# 2014 Cheap or Free Finds



## halstaff (Nov 18, 2009)

My future daughter in law was at the close out sale for a company she used to work for and set a couple of wonderful items aside for me. A cool fireplace and 2 painted windows that will be perfect in the new bar scene. Best of all, the owners who attend my party gave them to me for FREE! They're pleased they'll get to see them every year. Works well for all.



















Just need to add a fire effect to the fireplace and paint a couple of pirate ships into the window scenes and they'll be ready to go!


----------



## RoxyBlue (Oct 6, 2008)

Your future daughter-in-law sounds like a keeper Nice find!


----------



## Hairazor (Mar 13, 2012)

Score!!


----------



## bobzilla (Nov 13, 2008)

Wowzer!
Nice Steve!


----------



## Pumpkin5 (Aug 8, 2010)

:jol:That's the BEST! Yay for you. (and I'm not even a little bit jealous....)


----------



## Bethene (Jan 19, 2008)

those are great! Love the idea of painting a pirate ship in the "windows'


----------



## Headless (Sep 4, 2011)

Nice find!


----------



## Copchick (Apr 10, 2012)

Awesome acquisition! Can't wait to see what you do with them. I like the idea of the pirate ships being painted in.


----------



## bobzilla (Nov 13, 2008)

I found this Boris talking skull today at the flea market.
It's new in the box. Only had to pay 5 bones for him 
http://www.hauntforum.com/picture.php?albumid=1548&pictureid=19584


----------



## RoxyBlue (Oct 6, 2008)

^Awww, man!
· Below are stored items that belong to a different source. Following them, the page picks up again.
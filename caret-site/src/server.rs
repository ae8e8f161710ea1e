//! HTTP server: route assembly and the listener loop.

use anyhow::{Context, Result};
use axum::{Router, response::Redirect, routing::get};
use std::net::SocketAddr;
use std::sync::Arc;
use std::time::Duration;
use tracing::{debug, info};

use crate::admin::{AdminState, admin_router};
use crate::site::{SiteState, site_router};

/// Configuration for the HTTP server
pub struct ServerConfig {
    /// Address to listen on
    pub listen_addr: SocketAddr,
}

/// Build the full router: public site plus the admin UI under `/admin`.
pub fn http_router(site_state: Arc<SiteState>, admin_state: Arc<AdminState>) -> Router {
    // Handle both /admin and /admin/ by redirecting to dashboard
    let admin = Router::new()
        .route("/admin", get(|| async { Redirect::to("/admin/dashboard") }))
        .route("/admin/", get(|| async { Redirect::to("/admin/dashboard") }))
        .nest("/admin", admin_router(admin_state));

    admin.merge(site_router(site_state))
}

/// Sweep expired admin sessions every minute.
pub fn spawn_session_cleanup(admin_state: Arc<AdminState>) {
    tokio::spawn(async move {
        let mut ticker = tokio::time::interval(Duration::from_secs(60));

        loop {
            ticker.tick().await;
            let removed = admin_state.sessions.cleanup_expired().await;
            if removed > 0 {
                info!("Removed {} expired admin sessions", removed);
            }
            debug!(
                "Admin sessions active: {}",
                admin_state.sessions.count().await
            );
        }
    });
}

/// Bind the listener and serve until the process is stopped.
pub async fn run_server(config: ServerConfig, router: Router) -> Result<()> {
    let listener = tokio::net::TcpListener::bind(config.listen_addr)
        .await
        .with_context(|| format!("Failed to bind {}", config.listen_addr))?;

    info!("HTTP server listening on {}", config.listen_addr);

    axum::serve(listener, router)
        .with_graceful_shutdown(shutdown_signal())
        .await
        .context("HTTP server error")
}

async fn shutdown_signal() {
    if tokio::signal::ctrl_c().await.is_ok() {
        info!("Shutdown requested");
    }
}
Find!!


----------



## Spooky1 (Aug 25, 2008)

Nice score Bob!


----------



## bobzilla (Nov 13, 2008)

Thanks 
I've never run across one of these Boris skulls before.
I think they are kinda hard to find?


----------



## Lambchop (Jan 28, 2011)

*I purchased this lovely Victorian sofa for The Ghost Bar this past month. Less than it was worth at 250.00. It's old and in beautiful shape.*


----------



## HorrorKnight (Jul 4, 2014)

While picking up a buddy of mine for work, we cut down an alley and something sitting on top of a garbage can caught my eye. Someone threw out a Fog machine with a timer/controller. We grabbed it and took it to work, wiped it down and cleaned it up, plugged it in.....Aaaaand the machine itself works!!! However the controller does not, but I hooked up my controller when I got home and put some more fluid in it and it works beautifully!!! SCORE!!!!


----------



## Hairazor (Mar 13, 2012)

Lambchop, nice purchase!

HorrorKnight, Score is right!

I got a thunder and lightning strobe light for $3.00 at my local thrift shop. Works perfect!


----------



## Saki.Girl (May 8, 2013)

great finds everyone. I picked this up for free and it is getting a make over now


----------



## Hairazor (Mar 13, 2012)

Saki.Girl, SCORE for sure!


----------



## S L A M (Apr 14, 2014)

I snagged this fireplace prop at Good Will for $15. All I really wanted off if it was the brick veneer for something else. But I thought it was still a good find for the material.


----------



## Headless (Sep 4, 2011)

Love that couch!


----------



## Hairazor (Mar 13, 2012)

Cool find S L A M


----------



## jdubbya (Nov 6, 2005)

A friend of mine has access to several hundred cut pieces of lumber. The majority of it (around 2000 pieces) is 3/4 inch plywood, cut to 4 foot lengths and 1 foot wide. It's all supposedly in great shape having been in dry storage. I can have as much as I want for free as the building it's stored in has been sold and they need to empty it. We'll be using it to make our wall panels for this year's haunt, and this will save us a lot of money over buying new sheets of wood.


----------



## Hairazor (Mar 13, 2012)

Holy Buckets ^ what a deal!!


----------



## Chilln (Jul 2, 2014)

Always finding $3 - $5 shiatsu massagers at swap meets. And, just picked up a craigslist $40 projector. No, not a wonderwall.  a real 2k lumen projector.


----------



## S L A M (Apr 14, 2014)

I got a nice little score today. How about not one but two 37" LED 1080p monitors for FREE! 
They came out of a hotel renovation. Don't know the whole story but these were bought for the job, installed. Then taken out. Since they were installed they couldn't return them. My buddy got 8 or 10. These were the last 2.


----------



## MapThePlanet (Nov 12, 2010)

Fantastic find SLAM!!


----------



## Hairazor (Mar 13, 2012)

Nice score SLAM


----------



## Hairazor (Mar 13, 2012)

Flea Market finds:

Item on Left for $1.00, perhaps a pet urn, item on Right for $2.00, they said for flowers but I smiled to myself as I thought Mad Lab


----------



## HorrorKnight (Jul 4, 2014)

Got this mask and bloody hands prints at a yard sale for $1!!!! Woo hoo!!!


----------



## ATLfun (Oct 12, 2012)

S L A M said:


> Don't know the whole story......


That is the same thing the guy who sells flat screens out of his van told me.  jk


----------



## deadSusan (Jun 26, 2013)

Hairazor - Those are spectacular finds!

I scored two more projectors!


----------